Space charge induced velocity spread in a gyrotron MIG

Summary form only given. Generally speaking, there are a variety of sources of velocity spread, including the initial thermal velocity spread, spread due to roughness of the surface on the cathode and spread due to the effect of beam space charge. The velocity spread caused by the first two items is difficult to eliminate in principle, and related problems have been studied. We focus on the third item, the velocity spread due to the beam space charge field, and regard the effects of temperature and surface roughness as initial conditions in our simulation. It has been shown that a change in velocity spread begins during the beam´s transition from an initially laminar state to a highly nonlaminar mixed state. Our model aimed at investigating this effect. A simple model is introduced to describe the mixing process. A periodically varying potential caused by the nonuniform space charge is found to be associated with spiraling electrons, and breaks the adiabatic constancy of the magnetic moment. This space charge potential does nor vanish until electrons are completely mixed.

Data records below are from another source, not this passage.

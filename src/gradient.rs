//! Piecewise-linear gradients built from ordered color stops.
//!
//! A stop pins a color transition to a normalized position. Each stop opens a
//! segment that runs up to the next stop's position; the last segment always
//! runs up to `1.0`. Within a segment every channel moves linearly from the
//! stop's start color to its end color.

use crate::colors::Rgb;
use crate::error::{ColormapError, Result};
use itertools::Itertools;

/// A color transition pinned to a normalized position.
#[derive(Debug, Clone, Copy, PartialEq)]
pub struct ColorStop {
    pub position: f64,
    pub start: Rgb,
    pub end: Rgb,
}

impl ColorStop {
    pub fn new(position: f64, start: impl Into<Rgb>, end: impl Into<Rgb>) -> Self {
        Self {
            position,
            start: start.into(),
            end: end.into(),
        }
    }
}

/// Row layout used by the bundled presets: `(position, start, end)`.
pub type StopRow = (f64, [u8; 3], [u8; 3]);

/// An ordered list of color stops, as authored. Nothing is validated here;
/// see [`Gradient::new`] and [`Gradient::strict`].
#[derive(Debug, Clone, PartialEq, Default)]
pub struct GradientTable {
    stops: Vec<ColorStop>,
}

impl GradientTable {
    pub fn new(stops: Vec<ColorStop>) -> Self {
        Self { stops }
    }

    pub fn from_rows(rows: &[StopRow]) -> Self {
        rows.iter()
            .map(|&(position, start, end)| ColorStop::new(position, start, end))
            .collect()
    }

    pub fn stops(&self) -> &[ColorStop] {
        &self.stops
    }

    pub fn len(&self) -> usize {
        self.stops.len()
    }

    pub fn is_empty(&self) -> bool {
        self.stops.is_empty()
    }
}

impl std::iter::FromIterator<ColorStop> for GradientTable {
    fn from_iter<I: IntoIterator<Item = ColorStop>>(iter: I) -> Self {
        Self::new(iter.into_iter().collect())
    }
}

impl From<Vec<ColorStop>> for GradientTable {
    fn from(stops: Vec<ColorStop>) -> Self {
        Self::new(stops)
    }
}

/// The segment chosen for one evaluation.
#[derive(Debug, Clone, Copy, PartialEq)]
struct Segment {
    index: usize,
    x0: f64,
    x1: f64,
    start: Rgb,
    end: Rgb,
}

/// Evaluates a validated, immutable [`GradientTable`].
///
/// Evaluation only reads the table, so a `Gradient` can be shared between
/// threads freely.
#[derive(Debug, Clone, PartialEq)]
pub struct Gradient {
    stops: Vec<ColorStop>,
}

impl Gradient {
    /// Accepts any non-empty table. Stop order is the caller's responsibility:
    /// out-of-order positions make segment selection unpredictable, but never panic.
    pub fn new(table: GradientTable) -> Result<Self> {
        if table.is_empty() {
            return Err(ColormapError::InvalidTable);
        }
        Ok(Self {
            stops: table.stops,
        })
    }

    /// Like [`Gradient::new`], but also rejects non-finite or decreasing
    /// positions, and a last stop at or past `1.0`, whose segment would be
    /// empty.
    pub fn strict(table: GradientTable) -> Result<Self> {
        if let Some(index) = table.stops.iter().position(|s| !s.position.is_finite()) {
            return Err(ColormapError::NonFinitePosition { index });
        }
        if let Some((index, (previous, current))) = table
            .stops
            .iter()
            .tuple_windows()
            .enumerate()
            .find(|(_, (a, b))| b.position < a.position)
        {
            return Err(ColormapError::OutOfOrderStops {
                index: index + 1,
                position: current.position,
                previous: previous.position,
            });
        }
        if let Some(last) = table.stops.last() {
            if last.position >= 1.0 {
                return Err(ColormapError::FinalStopOutOfRange {
                    index: table.stops.len() - 1,
                    position: last.position,
                });
            }
        }
        Self::new(table)
    }

    pub fn stops(&self) -> &[ColorStop] {
        &self.stops
    }

    /// Maps a normalized position to a color.
    ///
    /// Positions below the first stop give black rather than the first stop's
    /// color. Positions above `1.0` extrapolate along the last segment. The
    /// result is neither rounded nor clamped; use [`Rgb::to_bytes`] for that.
    pub fn evaluate(&self, x: f64) -> Result<Rgb> {
        // Legacy presets rely on black below the first stop.
        // TODO: offer clamping to the first stop's start color once no preset depends on this.
        if x < self.stops[0].position {
            return Ok(Rgb::BLACK);
        }

        let segment = self.select_segment(x);
        let width = segment.x1 - segment.x0;
        if width == 0.0 {
            return Err(ColormapError::DegenerateSegment {
                index: segment.index,
                position: segment.x0,
            });
        }

        let t = (x - segment.x0) / width;
        // `(to - from) + from` is not always `to`, so the segment end is returned as authored.
        let lerp = |from: f64, to: f64| if t == 1.0 { to } else { t * (to - from) + from };
        Ok(Rgb::new(
            lerp(segment.start.r, segment.end.r),
            lerp(segment.start.g, segment.end.g),
            lerp(segment.start.b, segment.end.b),
        ))
    }

    /// First segment whose `[position, next position)` contains `x`, falling
    /// back to the last segment, which always ends at `1.0`.
    fn select_segment(&self, x: f64) -> Segment {
        let last = self.stops.len() - 1;
        let index = self
            .stops
            .windows(2)
            .position(|pair| pair[0].position <= x && x < pair[1].position)
            .unwrap_or(last);
        let stop = &self.stops[index];
        Segment {
            index,
            x0: stop.position,
            x1: self.stops.get(index + 1).map_or(1.0, |next| next.position),
            start: stop.start,
            end: stop.end,
        }
    }
}

impl std::convert::TryFrom<GradientTable> for Gradient {
    type Error = ColormapError;

    fn try_from(table: GradientTable) -> Result<Self> {
        Self::new(table)
    }
}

Consequently, a spread in perpendicular velocity is introduced in the mixing from the originally in phase state to the randomly mixed state. Our study suggests that the velocity spread due to temperature or cathode roughness is taken into account and could be less if a larger spread in guiding center radii can be tolerated. This new model provides a more accurate and efficient approach for analyzing the velocity spread due to mixing in MIG´s. Simulations are performed by using the design parameters of the MIT 170 GHz MIG. The velocity spread obtained from this model is a little larger than that predicted by the EGUN finite-element calculation, and the possible.